• **Task objective**
Precise copying is required. Return the data below in full.

(Saved entries)
┄┄┄┄┄┄┄┄┄┄┄┄┄┄┄┄┄┄┄┄

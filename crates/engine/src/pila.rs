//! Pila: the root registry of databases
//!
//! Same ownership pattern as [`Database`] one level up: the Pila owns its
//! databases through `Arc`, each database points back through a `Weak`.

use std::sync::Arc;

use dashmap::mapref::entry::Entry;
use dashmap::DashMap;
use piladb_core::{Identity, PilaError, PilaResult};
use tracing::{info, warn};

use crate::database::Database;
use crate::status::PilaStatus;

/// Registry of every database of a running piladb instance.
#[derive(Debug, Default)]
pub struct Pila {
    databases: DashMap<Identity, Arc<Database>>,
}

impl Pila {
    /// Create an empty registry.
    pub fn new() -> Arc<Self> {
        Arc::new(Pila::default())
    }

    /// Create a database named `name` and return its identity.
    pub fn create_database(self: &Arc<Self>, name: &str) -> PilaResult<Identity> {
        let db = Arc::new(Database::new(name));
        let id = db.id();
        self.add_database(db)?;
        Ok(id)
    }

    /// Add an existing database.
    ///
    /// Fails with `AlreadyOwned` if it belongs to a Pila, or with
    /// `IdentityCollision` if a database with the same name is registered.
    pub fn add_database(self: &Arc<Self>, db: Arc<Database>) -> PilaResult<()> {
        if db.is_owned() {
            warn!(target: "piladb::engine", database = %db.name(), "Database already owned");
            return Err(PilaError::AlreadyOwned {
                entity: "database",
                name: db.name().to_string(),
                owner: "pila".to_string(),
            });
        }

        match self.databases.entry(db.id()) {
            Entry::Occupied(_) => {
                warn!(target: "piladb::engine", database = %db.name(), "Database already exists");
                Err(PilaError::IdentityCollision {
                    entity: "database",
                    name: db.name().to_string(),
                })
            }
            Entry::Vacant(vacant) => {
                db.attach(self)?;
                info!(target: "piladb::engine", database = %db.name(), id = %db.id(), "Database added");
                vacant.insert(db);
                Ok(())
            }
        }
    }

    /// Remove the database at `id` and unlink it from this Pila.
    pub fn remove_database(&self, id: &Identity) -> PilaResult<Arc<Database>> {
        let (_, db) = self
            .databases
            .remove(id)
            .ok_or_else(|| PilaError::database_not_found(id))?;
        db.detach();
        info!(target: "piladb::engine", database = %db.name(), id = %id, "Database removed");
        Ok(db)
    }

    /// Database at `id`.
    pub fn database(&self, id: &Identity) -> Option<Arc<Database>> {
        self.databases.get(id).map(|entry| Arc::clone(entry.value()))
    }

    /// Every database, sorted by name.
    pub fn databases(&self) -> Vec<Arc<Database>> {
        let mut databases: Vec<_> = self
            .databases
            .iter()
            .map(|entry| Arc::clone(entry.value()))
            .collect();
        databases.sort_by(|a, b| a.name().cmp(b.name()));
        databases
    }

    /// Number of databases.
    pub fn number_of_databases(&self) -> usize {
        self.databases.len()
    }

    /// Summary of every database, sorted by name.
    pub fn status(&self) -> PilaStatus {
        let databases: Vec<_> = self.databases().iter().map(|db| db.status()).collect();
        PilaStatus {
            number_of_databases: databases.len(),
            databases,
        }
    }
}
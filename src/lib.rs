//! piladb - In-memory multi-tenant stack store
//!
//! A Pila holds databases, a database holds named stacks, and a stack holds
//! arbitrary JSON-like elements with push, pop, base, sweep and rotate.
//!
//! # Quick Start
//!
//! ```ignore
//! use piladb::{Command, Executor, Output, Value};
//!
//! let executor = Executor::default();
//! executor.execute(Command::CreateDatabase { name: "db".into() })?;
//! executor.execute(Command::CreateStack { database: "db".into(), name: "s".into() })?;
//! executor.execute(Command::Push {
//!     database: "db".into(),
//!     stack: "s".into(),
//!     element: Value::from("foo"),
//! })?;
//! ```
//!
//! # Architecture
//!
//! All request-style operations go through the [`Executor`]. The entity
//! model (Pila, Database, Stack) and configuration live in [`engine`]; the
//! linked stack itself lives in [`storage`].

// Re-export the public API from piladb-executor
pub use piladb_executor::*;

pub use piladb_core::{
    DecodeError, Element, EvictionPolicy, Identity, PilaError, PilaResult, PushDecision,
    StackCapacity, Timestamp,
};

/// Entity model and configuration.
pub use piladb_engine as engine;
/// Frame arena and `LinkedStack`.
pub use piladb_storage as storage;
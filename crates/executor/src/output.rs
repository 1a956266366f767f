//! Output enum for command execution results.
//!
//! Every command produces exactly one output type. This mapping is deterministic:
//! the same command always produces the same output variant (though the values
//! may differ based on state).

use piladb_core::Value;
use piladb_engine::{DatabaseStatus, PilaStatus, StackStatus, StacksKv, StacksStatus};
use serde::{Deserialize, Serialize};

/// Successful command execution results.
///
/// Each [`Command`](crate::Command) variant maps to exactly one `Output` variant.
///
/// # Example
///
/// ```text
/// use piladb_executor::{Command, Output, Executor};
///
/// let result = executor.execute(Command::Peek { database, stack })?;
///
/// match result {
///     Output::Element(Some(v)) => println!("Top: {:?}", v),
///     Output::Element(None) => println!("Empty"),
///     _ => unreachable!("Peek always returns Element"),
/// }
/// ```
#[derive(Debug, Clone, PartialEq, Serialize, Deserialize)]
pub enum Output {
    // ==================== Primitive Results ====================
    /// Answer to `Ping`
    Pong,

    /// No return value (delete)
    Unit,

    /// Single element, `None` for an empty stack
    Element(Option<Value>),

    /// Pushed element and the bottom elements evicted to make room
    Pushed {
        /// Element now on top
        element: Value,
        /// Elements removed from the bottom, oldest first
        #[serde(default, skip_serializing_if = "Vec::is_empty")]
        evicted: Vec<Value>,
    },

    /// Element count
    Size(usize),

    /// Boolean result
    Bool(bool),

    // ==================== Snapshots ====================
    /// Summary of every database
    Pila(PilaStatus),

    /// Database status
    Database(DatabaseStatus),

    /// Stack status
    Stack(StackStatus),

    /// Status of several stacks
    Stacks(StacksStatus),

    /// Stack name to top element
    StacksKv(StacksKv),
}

┄┄┄┄┄┄┄┄┄┄┄┄┄┄┄┄┄┄┄┄

• **Output below**
filename crates/engine/src/pila.rs
//! Pila: the root registry of databases
//!
//! Same ownership pattern as [`Database`] one level up: the Pila owns its
//! databases through `Arc`, each database points back through a `Weak`.

use std::sync::Arc;

use dashmap::mapref::entry::Entry;
use dashmap::DashMap;
use piladb_core::{Identity, PilaError, PilaResult};
use tracing::{info, warn};

use crate::database::Database;
use crate::status::PilaStatus;

/// Registry of every database of a running piladb instance.
#[derive(Debug, Default)]
pub struct Pila {
    databases: DashMap<Identity, Arc<Database>>,
}

impl Pila {
    /// Create an empty registry.
    pub fn new() -> Arc<Self> {
        Arc::new(Pila::default())
    }

    /// Create a database named `name` and return its identity.
    pub fn create_database(self: &Arc<Self>, name: &str) -> PilaResult<Identity> {
        let db = Arc::new(Database::new(name));
        let id = db.id();
        self.add_database(db)?;
        Ok(id)
    }

    /// Add an existing database.
    ///
    /// Fails with `AlreadyOwned` if it belongs to a Pila, or with
    /// `IdentityCollision` if a database with the same name is registered.
    pub fn add_database(self: &Arc<Self>, db: Arc<Database>) -> PilaResult<()> {
        if db.is_owned() {
            warn!(target: "piladb::engine", database = %db.name(), "Database already owned");
            return Err(PilaError::AlreadyOwned {
                entity: "database",
                name: db.name().to_string(),
                owner: "pila".to_string(),
            });
        }

        match self.databases.entry(db.id()) {
            Entry::Occupied(_) => {
                warn!(target: "piladb::engine", database = %db.name(), "Database already exists");
                Err(PilaError::IdentityCollision {
                    entity: "database",
                    name: db.name().to_string(),
                })
            }
            Entry::Vacant(vacant) => {
                db.attach(self)?;
                info!(target: "piladb::engine", database = %db.name(), id = %db.id(), "Database added");
                vacant.insert(db);
                Ok(())
            }
        }
    }

    /// Remove the database at `id` and unlink it from this Pila.
    pub fn remove_database(&self, id: &Identity) -> PilaResult<Arc<Database>> {
        let (_, db) = self
            .databases
            .remove(id)
            .ok_or_else(|| PilaError::database_not_found(id))?;
        db.detach();
        info!(target: "piladb::engine", database = %db.name(), id = %id, "Database removed");
        Ok(db)
    }

    /// Database at `id`.
    pub fn database(&self, id: &Identity) -> Option<Arc<Database>> {
        self.databases.get(id).map(|entry| Arc::clone(entry.value()))
    }

    /// Every database, sorted by name.
    pub fn databases(&self) -> Vec<Arc<Database>> {
        let mut databases: Vec<_> = self
            .databases
            .iter()
            .map(|entry| Arc::clone(entry.value()))
            .collect();
        databases.sort_by(|a, b| a.name().cmp(b.name()));
        databases
    }

    /// Number of databases.
    pub fn number_of_databases(&self) -> usize {
        self.databases.len()
    }

    /// Summary of every database, sorted by name.
    pub fn status(&self) -> PilaStatus {
        let databases: Vec<_> = self.databases().iter().map(|db| db.status()).collect();
        PilaStatus {
            number_of_databases: databases.len(),
            databases,
        }
    }
}
filename src/lib.rs
//! piladb - In-memory multi-tenant stack store
//!
//! A Pila holds databases, a database holds named stacks, and a stack holds
//! arbitrary JSON-like elements with push, pop, base, sweep and rotate.
//!
//! # Quick Start
//!
//! ```ignore
//! use piladb::{Command, Executor, Output, Value};
//!
//! let executor = Executor::default();
//! executor.execute(Command::CreateDatabase { name: "db".into() })?;
//! executor.execute(Command::CreateStack { database: "db".into(), name: "s".into() })?;
//! executor.execute(Command::Push {
//!     database: "db".into(),
//!     stack: "s".into(),
//!     element: Value::from("foo"),
//! })?;
//! ```
//!
//! # Architecture
//!
//! All request-style operations go through the [`Executor`]. The entity
//! model (Pila, Database, Stack) and configuration live in [`engine`]; the
//! linked stack itself lives in [`storage`].

// Re-export the public API from piladb-executor
pub use piladb_executor::*;

pub use piladb_core::{
    DecodeError, Element, EvictionPolicy, Identity, PilaError, PilaResult, PushDecision,
    StackCapacity, Timestamp,
};

/// Entity model and configuration.
pub use piladb_engine as engine;
/// Frame arena and `LinkedStack`.
pub use piladb_storage as storage;
filename crates/executor/src/output.rs
repository 1a956266366f767f
//! Output enum for command execution results.
//!
//! Every command produces exactly one output type. This mapping is deterministic:
//! the same command always produces the same output variant (though the values
//! may differ based on state).

use piladb_core::Value;
use piladb_engine::{DatabaseStatus, PilaStatus, StackStatus, StacksKv, StacksStatus};
use serde::{Deserialize, Serialize};

/// Successful command execution results.
///
/// Each [`Command`](crate::Command) variant maps to exactly one `Output` variant.
///
/// # Example
///
/// ```text
/// use piladb_executor::{Command, Output, Executor};
///
/// let result = executor.execute(Command::Peek { database, stack })?;
///
/// match result {
///     Output::Element(Some(v)) => println!("Top: {:?}", v),
///     Output::Element(None) => println!("Empty"),
///     _ => unreachable!("Peek always returns Element"),
/// }
/// ```
#[derive(Debug, Clone, PartialEq, Serialize, Deserialize)]
pub enum Output {
    // ==================== Primitive Results ====================
    /// Answer to `Ping`
    Pong,

    /// No return value (delete)
    Unit,

    /// Single element, `None` for an empty stack
    Element(Option<Value>),

    /// Pushed element and the bottom elements evicted to make room
    Pushed {
        /// Element now on top
        element: Value,
        /// Elements removed from the bottom, oldest first
        #[serde(default, skip_serializing_if = "Vec::is_empty")]
        evicted: Vec<Value>,
    },

    /// Element count
    Size(usize),

    /// Boolean result
    Bool(bool),

    // ==================== Snapshots ====================
    /// Summary of every database
    Pila(PilaStatus),

    /// Database status
    Database(DatabaseStatus),

    /// Stack status
    Stack(StackStatus),

    /// Status of several stacks
    Stacks(StacksStatus),

    /// Stack name to top element
    StacksKv(StacksKv),
}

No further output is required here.